DATA IN THIS EXERCISE Start Marker

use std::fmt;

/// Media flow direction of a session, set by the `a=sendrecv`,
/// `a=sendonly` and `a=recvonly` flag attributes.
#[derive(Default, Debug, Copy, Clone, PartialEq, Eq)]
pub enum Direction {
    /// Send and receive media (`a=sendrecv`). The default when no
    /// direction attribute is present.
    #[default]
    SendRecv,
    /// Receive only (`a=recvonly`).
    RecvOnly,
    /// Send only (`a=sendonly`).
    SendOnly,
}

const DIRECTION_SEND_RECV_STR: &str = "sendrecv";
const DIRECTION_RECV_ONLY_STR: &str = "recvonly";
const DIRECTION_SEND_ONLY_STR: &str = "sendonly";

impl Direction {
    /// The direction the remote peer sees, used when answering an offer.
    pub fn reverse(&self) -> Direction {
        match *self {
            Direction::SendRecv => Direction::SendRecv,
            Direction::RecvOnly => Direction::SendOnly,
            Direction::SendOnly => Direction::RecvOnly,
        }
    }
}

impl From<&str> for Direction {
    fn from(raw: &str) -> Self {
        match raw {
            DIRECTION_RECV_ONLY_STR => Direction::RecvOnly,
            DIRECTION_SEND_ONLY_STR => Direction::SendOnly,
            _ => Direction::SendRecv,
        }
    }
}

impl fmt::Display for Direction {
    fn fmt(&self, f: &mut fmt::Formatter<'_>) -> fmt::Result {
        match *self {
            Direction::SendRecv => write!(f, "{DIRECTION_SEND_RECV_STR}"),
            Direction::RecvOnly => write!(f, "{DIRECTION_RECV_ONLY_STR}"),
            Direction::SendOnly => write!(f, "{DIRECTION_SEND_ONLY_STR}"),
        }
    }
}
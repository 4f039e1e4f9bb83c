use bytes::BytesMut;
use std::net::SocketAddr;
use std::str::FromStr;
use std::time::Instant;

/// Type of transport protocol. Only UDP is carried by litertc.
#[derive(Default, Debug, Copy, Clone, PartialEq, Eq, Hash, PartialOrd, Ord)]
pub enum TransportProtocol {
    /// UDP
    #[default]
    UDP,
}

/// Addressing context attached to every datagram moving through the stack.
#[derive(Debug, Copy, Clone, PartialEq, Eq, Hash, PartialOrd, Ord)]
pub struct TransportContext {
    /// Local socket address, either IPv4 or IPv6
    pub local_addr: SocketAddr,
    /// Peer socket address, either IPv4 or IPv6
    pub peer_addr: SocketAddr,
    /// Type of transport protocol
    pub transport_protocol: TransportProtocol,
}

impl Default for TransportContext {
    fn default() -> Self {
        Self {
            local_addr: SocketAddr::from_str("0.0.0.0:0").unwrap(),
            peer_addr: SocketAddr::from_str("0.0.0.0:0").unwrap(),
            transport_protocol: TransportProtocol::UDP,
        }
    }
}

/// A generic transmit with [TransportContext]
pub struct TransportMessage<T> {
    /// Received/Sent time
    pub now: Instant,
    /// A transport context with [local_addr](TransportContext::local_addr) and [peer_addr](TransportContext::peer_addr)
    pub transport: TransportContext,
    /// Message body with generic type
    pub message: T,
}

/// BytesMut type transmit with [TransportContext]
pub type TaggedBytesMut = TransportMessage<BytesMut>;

DATA IN THIS EXERCISE End Marker
DATA IN THIS EXERCISE Start Marker

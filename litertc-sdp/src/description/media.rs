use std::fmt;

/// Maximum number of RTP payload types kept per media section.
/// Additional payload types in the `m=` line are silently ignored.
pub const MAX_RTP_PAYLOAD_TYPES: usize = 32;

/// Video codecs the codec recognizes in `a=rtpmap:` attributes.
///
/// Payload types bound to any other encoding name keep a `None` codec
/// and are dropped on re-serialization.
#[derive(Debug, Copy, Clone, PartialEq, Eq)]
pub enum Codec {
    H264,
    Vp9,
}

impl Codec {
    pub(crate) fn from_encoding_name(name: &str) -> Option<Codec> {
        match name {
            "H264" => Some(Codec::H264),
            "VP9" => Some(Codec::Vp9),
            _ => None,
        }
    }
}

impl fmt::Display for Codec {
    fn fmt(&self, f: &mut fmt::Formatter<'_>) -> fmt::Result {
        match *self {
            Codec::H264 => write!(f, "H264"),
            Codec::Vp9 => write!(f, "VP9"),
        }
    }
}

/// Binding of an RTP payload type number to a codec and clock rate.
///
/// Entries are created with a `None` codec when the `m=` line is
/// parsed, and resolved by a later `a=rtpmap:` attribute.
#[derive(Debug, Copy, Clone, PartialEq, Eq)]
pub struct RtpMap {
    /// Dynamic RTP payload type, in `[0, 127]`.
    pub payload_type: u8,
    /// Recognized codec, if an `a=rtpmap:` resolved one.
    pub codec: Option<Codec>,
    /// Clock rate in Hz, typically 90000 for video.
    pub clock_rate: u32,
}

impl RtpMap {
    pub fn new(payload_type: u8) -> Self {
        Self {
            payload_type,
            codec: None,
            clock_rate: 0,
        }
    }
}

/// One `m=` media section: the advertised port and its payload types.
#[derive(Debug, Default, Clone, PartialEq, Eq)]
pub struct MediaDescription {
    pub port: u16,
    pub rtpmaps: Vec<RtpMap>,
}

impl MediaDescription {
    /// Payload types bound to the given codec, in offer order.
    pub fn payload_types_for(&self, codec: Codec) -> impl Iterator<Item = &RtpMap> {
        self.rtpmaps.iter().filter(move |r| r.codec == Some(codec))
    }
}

DATA IN THIS EXERCISE End Marker
DATA IN THIS EXERCISE Start Marker

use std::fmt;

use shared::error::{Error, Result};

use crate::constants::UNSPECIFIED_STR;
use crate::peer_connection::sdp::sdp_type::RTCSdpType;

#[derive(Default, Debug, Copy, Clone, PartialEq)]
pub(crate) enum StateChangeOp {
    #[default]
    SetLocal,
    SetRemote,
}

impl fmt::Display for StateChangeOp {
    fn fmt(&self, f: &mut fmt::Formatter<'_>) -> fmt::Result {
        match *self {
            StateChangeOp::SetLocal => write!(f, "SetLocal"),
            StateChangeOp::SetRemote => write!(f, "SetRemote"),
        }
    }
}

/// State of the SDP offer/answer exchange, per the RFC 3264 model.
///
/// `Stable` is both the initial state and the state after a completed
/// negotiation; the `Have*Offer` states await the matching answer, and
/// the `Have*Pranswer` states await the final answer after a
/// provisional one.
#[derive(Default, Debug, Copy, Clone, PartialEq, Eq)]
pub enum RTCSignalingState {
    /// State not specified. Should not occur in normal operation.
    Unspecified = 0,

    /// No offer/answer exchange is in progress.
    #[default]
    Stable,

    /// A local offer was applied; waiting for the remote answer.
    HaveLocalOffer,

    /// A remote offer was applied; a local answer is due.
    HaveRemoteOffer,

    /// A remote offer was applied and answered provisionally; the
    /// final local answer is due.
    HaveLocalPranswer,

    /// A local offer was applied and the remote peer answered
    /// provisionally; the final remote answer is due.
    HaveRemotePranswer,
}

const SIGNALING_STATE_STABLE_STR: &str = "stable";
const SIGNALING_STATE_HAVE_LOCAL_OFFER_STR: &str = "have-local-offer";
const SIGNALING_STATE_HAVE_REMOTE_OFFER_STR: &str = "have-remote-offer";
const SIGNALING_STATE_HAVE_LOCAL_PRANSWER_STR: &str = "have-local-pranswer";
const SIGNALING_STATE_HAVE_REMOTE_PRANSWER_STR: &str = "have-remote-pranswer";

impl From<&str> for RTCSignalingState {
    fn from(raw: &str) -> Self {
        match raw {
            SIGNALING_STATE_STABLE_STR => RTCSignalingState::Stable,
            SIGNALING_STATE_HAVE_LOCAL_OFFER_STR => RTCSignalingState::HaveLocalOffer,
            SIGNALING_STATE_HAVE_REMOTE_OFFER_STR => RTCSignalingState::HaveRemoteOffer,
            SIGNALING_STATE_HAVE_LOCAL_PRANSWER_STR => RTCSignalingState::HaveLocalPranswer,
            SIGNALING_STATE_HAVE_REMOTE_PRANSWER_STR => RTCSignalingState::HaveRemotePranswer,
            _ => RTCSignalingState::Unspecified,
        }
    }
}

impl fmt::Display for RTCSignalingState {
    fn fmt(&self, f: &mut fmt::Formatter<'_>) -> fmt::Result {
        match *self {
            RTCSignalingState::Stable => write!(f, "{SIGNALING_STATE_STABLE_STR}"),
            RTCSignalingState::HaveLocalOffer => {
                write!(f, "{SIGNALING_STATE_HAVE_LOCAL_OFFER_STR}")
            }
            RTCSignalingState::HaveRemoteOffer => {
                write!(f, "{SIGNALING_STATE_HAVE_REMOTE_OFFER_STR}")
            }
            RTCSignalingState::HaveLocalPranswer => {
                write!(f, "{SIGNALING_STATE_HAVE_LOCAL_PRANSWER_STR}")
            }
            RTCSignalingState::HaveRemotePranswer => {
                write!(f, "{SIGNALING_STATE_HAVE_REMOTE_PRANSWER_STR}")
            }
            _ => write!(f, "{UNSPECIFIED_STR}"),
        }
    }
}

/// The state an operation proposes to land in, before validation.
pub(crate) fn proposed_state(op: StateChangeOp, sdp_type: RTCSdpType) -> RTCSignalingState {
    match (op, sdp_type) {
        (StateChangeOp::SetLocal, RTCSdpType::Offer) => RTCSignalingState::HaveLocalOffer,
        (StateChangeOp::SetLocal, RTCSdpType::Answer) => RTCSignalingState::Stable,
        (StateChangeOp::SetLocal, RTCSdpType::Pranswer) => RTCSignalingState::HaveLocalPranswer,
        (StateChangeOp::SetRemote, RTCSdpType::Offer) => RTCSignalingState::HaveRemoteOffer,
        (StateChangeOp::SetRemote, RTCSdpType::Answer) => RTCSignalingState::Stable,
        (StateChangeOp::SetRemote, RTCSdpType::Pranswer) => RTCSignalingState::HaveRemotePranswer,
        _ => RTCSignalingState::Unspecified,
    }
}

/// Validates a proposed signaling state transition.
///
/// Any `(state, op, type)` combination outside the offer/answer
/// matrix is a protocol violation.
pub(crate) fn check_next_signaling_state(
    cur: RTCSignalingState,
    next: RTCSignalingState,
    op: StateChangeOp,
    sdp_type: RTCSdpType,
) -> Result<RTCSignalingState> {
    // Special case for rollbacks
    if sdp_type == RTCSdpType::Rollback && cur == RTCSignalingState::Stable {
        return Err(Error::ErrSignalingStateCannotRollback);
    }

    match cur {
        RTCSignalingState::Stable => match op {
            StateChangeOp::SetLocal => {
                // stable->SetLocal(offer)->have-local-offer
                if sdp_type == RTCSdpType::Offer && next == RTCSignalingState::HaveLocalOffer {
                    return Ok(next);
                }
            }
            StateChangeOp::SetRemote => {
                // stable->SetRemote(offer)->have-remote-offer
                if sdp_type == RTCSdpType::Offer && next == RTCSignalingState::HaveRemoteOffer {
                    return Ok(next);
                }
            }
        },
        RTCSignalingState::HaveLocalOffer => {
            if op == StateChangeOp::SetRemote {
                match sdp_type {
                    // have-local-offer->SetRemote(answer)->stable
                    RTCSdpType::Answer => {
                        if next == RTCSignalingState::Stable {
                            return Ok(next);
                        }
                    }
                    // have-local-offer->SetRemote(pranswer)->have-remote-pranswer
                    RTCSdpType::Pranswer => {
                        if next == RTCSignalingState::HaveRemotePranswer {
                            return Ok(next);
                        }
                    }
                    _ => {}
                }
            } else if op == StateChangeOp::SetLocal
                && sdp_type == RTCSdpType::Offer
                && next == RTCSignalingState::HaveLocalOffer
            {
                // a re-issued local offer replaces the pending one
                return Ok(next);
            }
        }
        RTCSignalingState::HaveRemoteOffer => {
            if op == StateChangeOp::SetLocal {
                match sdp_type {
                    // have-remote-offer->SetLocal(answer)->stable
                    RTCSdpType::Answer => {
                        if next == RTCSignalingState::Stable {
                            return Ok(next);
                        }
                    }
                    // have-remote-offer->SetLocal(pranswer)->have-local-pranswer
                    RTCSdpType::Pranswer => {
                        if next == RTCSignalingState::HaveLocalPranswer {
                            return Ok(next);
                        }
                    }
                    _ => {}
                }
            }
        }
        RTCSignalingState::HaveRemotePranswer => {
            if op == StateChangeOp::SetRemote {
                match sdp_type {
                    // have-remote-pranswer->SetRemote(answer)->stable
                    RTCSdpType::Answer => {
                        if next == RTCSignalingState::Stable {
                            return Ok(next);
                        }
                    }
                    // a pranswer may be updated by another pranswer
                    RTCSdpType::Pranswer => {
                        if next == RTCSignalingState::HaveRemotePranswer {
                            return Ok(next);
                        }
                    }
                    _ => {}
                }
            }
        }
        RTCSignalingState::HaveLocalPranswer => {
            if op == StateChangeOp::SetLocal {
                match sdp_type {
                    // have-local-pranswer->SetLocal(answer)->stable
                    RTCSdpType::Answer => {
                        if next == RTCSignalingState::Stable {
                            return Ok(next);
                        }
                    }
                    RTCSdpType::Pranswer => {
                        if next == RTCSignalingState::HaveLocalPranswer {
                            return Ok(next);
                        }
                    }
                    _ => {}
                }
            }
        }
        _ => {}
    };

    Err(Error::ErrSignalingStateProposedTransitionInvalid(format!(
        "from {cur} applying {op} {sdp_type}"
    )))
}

DATA IN THIS EXERCISE End Marker

> **DIRECTIONS FOR THIS TASK**: Every line of the records containing the word "TransportProtocol" must appear in the answer.

> **OUTPUT FOR THIS TASK**:
pub enum TransportProtocol {
    pub transport_protocol: TransportProtocol,
            transport_protocol: TransportProtocol::UDP,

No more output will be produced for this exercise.